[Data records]
-- Opening Marker --

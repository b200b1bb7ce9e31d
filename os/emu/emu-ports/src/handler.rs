//! # Port Handlers
//!
//! A handler implements the access semantics for a set of ports. Device
//! subsystems implement [`PortHandler`] for their own state and register it
//! under a name; the dispatch layer then routes every access to a claimed
//! port to that handler.
//!
//! ## Capabilities
//! A handler declares which of the six accesses it implements. The dispatch
//! layer honours the declaration:
//!
//! | access            | declared            | not declared |
//! |-------------------|---------------------|--------------|
//! | byte read/write   | handler method      | "not available" stub |
//! | word read/write   | handler method      | two byte accesses at `port`, `port + 1` |
//! | dword read/write  | handler method      | four byte accesses, ascending |
//!
//! Composed accesses re-enter the port map for every byte, so each byte may
//! land on a different handler.

use crate::access::Access;
use crate::error::Fatal;
use crate::gate::IoGate;
use bitfield_struct::bitfield;
use core::fmt;

/// Index of a registered handler.
///
/// ```text
///  0      unmapped ("not available")
///  1..=3  standard hardware access: read/write, read-only, write-only
///  4      legacy video alias of standard read/write
///  5      special-cased video ports
///  6..    registered devices
/// ```
#[derive(Copy, Clone, Eq, PartialEq, Debug, Hash, Default, PartialOrd, Ord)]
pub struct Handle(u8);

impl Handle {
    pub const NONE: Self = Self(0);
    pub const STD_IO: Self = Self(1);
    pub const STD_RD: Self = Self(2);
    pub const STD_WR: Self = Self(3);
    pub const VIDEO_IO: Self = Self(4);
    pub const SPECIAL: Self = Self(5);

    /// The first handle handed out to device registrations.
    pub const FIRST_DEVICE: Self = Self(6);

    #[inline]
    pub(crate) const fn from_u8(raw: u8) -> Self {
        Self(raw)
    }

    #[inline]
    #[must_use]
    pub const fn index(self) -> usize {
        self.0 as usize
    }

    /// `true` for the three hardware-backed standard handles.
    #[inline]
    #[must_use]
    pub const fn is_standard(self) -> bool {
        matches!(self.0, 1..=3)
    }

    /// The handle whose byte method serves `access` on this handle. The
    /// standard handles and the video alias all reach hardware through the
    /// same byte path in the directions they implement.
    #[must_use]
    pub const fn byte_path(self, access: Access) -> Self {
        match (access, self.0) {
            (Access::Read, 2 | 4) | (Access::Write, 3 | 4) => Self::STD_IO,
            _ => self,
        }
    }
}

impl fmt::Display for Handle {
    fn fmt(&self, f: &mut fmt::Formatter<'_>) -> fmt::Result {
        write!(f, "{:#04x}", self.0)
    }
}

/// The set of accesses a handler implements natively.
#[bitfield(u8)]
#[derive(Eq, PartialEq)]
pub struct Capabilities {
    pub read_byte: bool,
    pub write_byte: bool,
    pub read_word: bool,
    pub write_word: bool,
    pub read_dword: bool,
    pub write_dword: bool,
    #[bits(2)]
    __: u8,
}

impl Capabilities {
    pub const NONE: Self = Self::new();
    pub const ALL: Self = Self::from_bits(0b0011_1111);
    pub const BYTES: Self = Self::new().with_read_byte(true).with_write_byte(true);
    pub const READ_BYTE: Self = Self::new().with_read_byte(true);
    pub const WRITE_BYTE: Self = Self::new().with_write_byte(true);
}

/// Access semantics for a range of ports.
///
/// The handler's own fields take the place of an opaque context value. Every
/// method receives the [`IoGate`], through which handlers reach real
/// hardware (`std_in*`/`std_out*`) or the "not available" stubs.
///
/// Methods whose capability bit is clear are never called by the dispatch
/// layer. The defaults make every method safe to call anyway: byte accesses
/// fall back to the stubs, wide accesses compose from this handler's own
/// byte methods in ascending port order.
pub trait PortHandler: Send {
    fn capabilities(&self) -> Capabilities;

    /// # Errors
    /// Only [`Fatal`] conditions; the access itself cannot fail.
    fn read_byte(&mut self, gate: &mut IoGate, port: u16) -> Result<u8, Fatal> {
        Ok(gate.not_available_inb(port))
    }

    /// # Errors
    /// Only [`Fatal`] conditions; the access itself cannot fail.
    fn write_byte(&mut self, gate: &mut IoGate, port: u16, value: u8) -> Result<(), Fatal> {
        gate.not_available_outb(port, value)
    }

    /// # Errors
    /// Only [`Fatal`] conditions; the access itself cannot fail.
    fn read_word(&mut self, gate: &mut IoGate, port: u16) -> Result<u16, Fatal> {
        let lo = self.read_byte(gate, port)?;
        let hi = self.read_byte(gate, port.wrapping_add(1))?;
        Ok(u16::from_le_bytes([lo, hi]))
    }

    /// # Errors
    /// Only [`Fatal`] conditions; the access itself cannot fail.
    fn write_word(&mut self, gate: &mut IoGate, port: u16, value: u16) -> Result<(), Fatal> {
        let [lo, hi] = value.to_le_bytes();
        self.write_byte(gate, port, lo)?;
        self.write_byte(gate, port.wrapping_add(1), hi)
    }

    /// # Errors
    /// Only [`Fatal`] conditions; the access itself cannot fail.
    fn read_dword(&mut self, gate: &mut IoGate, port: u16) -> Result<u32, Fatal> {
        let mut bytes = [0u8; 4];
        for (offset, byte) in (0u16..).zip(bytes.iter_mut()) {
            *byte = self.read_byte(gate, port.wrapping_add(offset))?;
        }
        Ok(u32::from_le_bytes(bytes))
    }

    /// # Errors
    /// Only [`Fatal`] conditions; the access itself cannot fail.
    fn write_dword(&mut self, gate: &mut IoGate, port: u16, value: u32) -> Result<(), Fatal> {
        for (offset, byte) in (0u16..).zip(value.to_le_bytes()) {
            self.write_byte(gate, port.wrapping_add(offset), byte)?;
        }
        Ok(())
    }
}

/// Handle 0: every access hits the "not available" stubs at its own width.
#[derive(Debug, Default, Clone, Copy)]
pub struct Unmapped;

impl PortHandler for Unmapped {
    fn capabilities(&self) -> Capabilities {
        Capabilities::ALL
    }

    fn read_word(&mut self, gate: &mut IoGate, port: u16) -> Result<u16, Fatal> {
        Ok(gate.not_available_inw(port))
    }

    fn write_word(&mut self, gate: &mut IoGate, port: u16, value: u16) -> Result<(), Fatal> {
        gate.not_available_outw(port, value)
    }

    fn read_dword(&mut self, gate: &mut IoGate, port: u16) -> Result<u32, Fatal> {
        Ok(gate.not_available_ind(port))
    }

    fn write_dword(&mut self, gate: &mut IoGate, port: u16, value: u32) -> Result<(), Fatal> {
        gate.not_available_outd(port, value)
    }
}

#[cfg(test)]
mod tests {
    use super::*;

    #[test]
    fn capability_constants() {
        assert!(Capabilities::ALL.read_dword());
        assert!(Capabilities::ALL.write_word());
        assert!(Capabilities::BYTES.read_byte());
        assert!(!Capabilities::BYTES.read_word());
        assert!(!Capabilities::WRITE_BYTE.read_byte());
        assert_eq!(Capabilities::NONE.into_bits(), 0);
    }

    #[test]
    fn standard_handles() {
        assert!(!Handle::NONE.is_standard());
        assert!(Handle::STD_IO.is_standard());
        assert!(Handle::STD_WR.is_standard());
        assert!(!Handle::VIDEO_IO.is_standard());
        assert_eq!(Handle::FIRST_DEVICE.to_string(), "0x06");
    }
}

-- Closing Marker --

-- INSTRUCTIONS FOR THE TASK --
Retype each line above, keeping every character.

-- ANSWER FOR THE TASK --
repository b200b1bb7ce9e31d
filename os/emu/emu-ports/src/handler.rs
//! # Port Handlers
//!
//! A handler implements the access semantics for a set of ports. Device
//! subsystems implement [`PortHandler`] for their own state and register it
//! under a name; the dispatch layer then routes every access to a claimed
//! port to that handler.
//!
//! ## Capabilities
//! A handler declares which of the six accesses it implements. The dispatch
//! layer honours the declaration:
//!
//! | access            | declared            | not declared |
//! |-------------------|---------------------|--------------|
//! | byte read/write   | handler method      | "not available" stub |
//! | word read/write   | handler method      | two byte accesses at `port`, `port + 1` |
//! | dword read/write  | handler method      | four byte accesses, ascending |
//!
//! Composed accesses re-enter the port map for every byte, so each byte may
//! land on a different handler.

use crate::access::Access;
use crate::error::Fatal;
use crate::gate::IoGate;
use bitfield_struct::bitfield;
use core::fmt;

/// Index of a registered handler.
///
/// ```text
///  0      unmapped ("not available")
///  1..=3  standard hardware access: read/write, read-only, write-only
///  4      legacy video alias of standard read/write
///  5      special-cased video ports
///  6..    registered devices
/// ```
#[derive(Copy, Clone, Eq, PartialEq, Debug, Hash, Default, PartialOrd, Ord)]
pub struct Handle(u8);

impl Handle {
    pub const NONE: Self = Self(0);
    pub const STD_IO: Self = Self(1);
    pub const STD_RD: Self = Self(2);
    pub const STD_WR: Self = Self(3);
    pub const VIDEO_IO: Self = Self(4);
    pub const SPECIAL: Self = Self(5);

    /// The first handle handed out to device registrations.
    pub const FIRST_DEVICE: Self = Self(6);

    #[inline]
    pub(crate) const fn from_u8(raw: u8) -> Self {
        Self(raw)
    }

    #[inline]
    #[must_use]
    pub const fn index(self) -> usize {
        self.0 as usize
    }

    /// `true` for the three hardware-backed standard handles.
    #[inline]
    #[must_use]
    pub const fn is_standard(self) -> bool {
        matches!(self.0, 1..=3)
    }

    /// The handle whose byte method serves `access` on this handle. The
    /// standard handles and the video alias all reach hardware through the
    /// same byte path in the directions they implement.
    #[must_use]
    pub const fn byte_path(self, access: Access) -> Self {
        match (access, self.0) {
            (Access::Read, 2 | 4) | (Access::Write, 3 | 4) => Self::STD_IO,
            _ => self,
        }
    }
}

impl fmt::Display for Handle {
    fn fmt(&self, f: &mut fmt::Formatter<'_>) -> fmt::Result {
        write!(f, "{:#04x}", self.0)
    }
}

/// The set of accesses a handler implements natively.
#[bitfield(u8)]
#[derive(Eq, PartialEq)]
pub struct Capabilities {
    pub read_byte: bool,
    pub write_byte: bool,
    pub read_word: bool,
    pub write_word: bool,
    pub read_dword: bool,
    pub write_dword: bool,
    #[bits(2)]
    __: u8,
}

impl Capabilities {
    pub const NONE: Self = Self::new();
    pub const ALL: Self = Self::from_bits(0b0011_1111);
    pub const BYTES: Self = Self::new().with_read_byte(true).with_write_byte(true);
    pub const READ_BYTE: Self = Self::new().with_read_byte(true);
    pub const WRITE_BYTE: Self = Self::new().with_write_byte(true);
}

/// Access semantics for a range of ports.
///
/// The handler's own fields take the place of an opaque context value. Every
/// method receives the [`IoGate`], through which handlers reach real
/// hardware (`std_in*`/`std_out*`) or the "not available" stubs.
///
/// Methods whose capability bit is clear are never called by the dispatch
/// layer. The defaults make every method safe to call anyway: byte accesses
/// fall back to the stubs, wide accesses compose from this handler's own
/// byte methods in ascending port order.
pub trait PortHandler: Send {
    fn capabilities(&self) -> Capabilities;

    /// # Errors
    /// Only [`Fatal`] conditions; the access itself cannot fail.
    fn read_byte(&mut self, gate: &mut IoGate, port: u16) -> Result<u8, Fatal> {
        Ok(gate.not_available_inb(port))
    }

    /// # Errors
    /// Only [`Fatal`] conditions; the access itself cannot fail.
    fn write_byte(&mut self, gate: &mut IoGate, port: u16, value: u8) -> Result<(), Fatal> {
        gate.not_available_outb(port, value)
    }

    /// # Errors
    /// Only [`Fatal`] conditions; the access itself cannot fail.
    fn read_word(&mut self, gate: &mut IoGate, port: u16) -> Result<u16, Fatal> {
        let lo = self.read_byte(gate, port)?;
        let hi = self.read_byte(gate, port.wrapping_add(1))?;
        Ok(u16::from_le_bytes([lo, hi]))
    }

    /// # Errors
    /// Only [`Fatal`] conditions; the access itself cannot fail.
    fn write_word(&mut self, gate: &mut IoGate, port: u16, value: u16) -> Result<(), Fatal> {
        let [lo, hi] = value.to_le_bytes();
        self.write_byte(gate, port, lo)?;
        self.write_byte(gate, port.wrapping_add(1), hi)
    }

    /// # Errors
    /// Only [`Fatal`] conditions; the access itself cannot fail.
    fn read_dword(&mut self, gate: &mut IoGate, port: u16) -> Result<u32, Fatal> {
        let mut bytes = [0u8; 4];
        for (offset, byte) in (0u16..).zip(bytes.iter_mut()) {
            *byte = self.read_byte(gate, port.wrapping_add(offset))?;
        }
        Ok(u32::from_le_bytes(bytes))
    }

    /// # Errors
    /// Only [`Fatal`] conditions; the access itself cannot fail.
    fn write_dword(&mut self, gate: &mut IoGate, port: u16, value: u32) -> Result<(), Fatal> {
        for (offset, byte) in (0u16..).zip(value.to_le_bytes()) {
            self.write_byte(gate, port.wrapping_add(offset), byte)?;
        }
        Ok(())
    }
}

/// Handle 0: every access hits the "not available" stubs at its own width.
#[derive(Debug, Default, Clone, Copy)]
pub struct Unmapped;

impl PortHandler for Unmapped {
    fn capabilities(&self) -> Capabilities {
        Capabilities::ALL
    }

    fn read_word(&mut self, gate: &mut IoGate, port: u16) -> Result<u16, Fatal> {
        Ok(gate.not_available_inw(port))
    }

    fn write_word(&mut self, gate: &mut IoGate, port: u16, value: u16) -> Result<(), Fatal> {
        gate.not_available_outw(port, value)
    }

    fn read_dword(&mut self, gate: &mut IoGate, port: u16) -> Result<u32, Fatal> {
        Ok(gate.not_available_ind(port))
    }

    fn write_dword(&mut self, gate: &mut IoGate, port: u16, value: u32) -> Result<(), Fatal> {
        gate.not_available_outd(port, value)
    }
}

#[cfg(test)]
mod tests {
    use super::*;

    #[test]
    fn capability_constants() {
        assert!(Capabilities::ALL.read_dword());
        assert!(Capabilities::ALL.write_word());
        assert!(Capabilities::BYTES.read_byte());
        assert!(!Capabilities::BYTES.read_word());
        assert!(!Capabilities::WRITE_BYTE.read_byte());
        assert_eq!(Capabilities::NONE.into_bits(), 0);
    }

    #[test]
    fn standard_handles() {
        assert!(!Handle::NONE.is_standard());
        assert!(Handle::STD_IO.is_standard());
        assert!(Handle::STD_WR.is_standard());
        assert!(!Handle::VIDEO_IO.is_standard());
        assert_eq!(Handle::FIRST_DEVICE.to_string(), "0x06");
    }
}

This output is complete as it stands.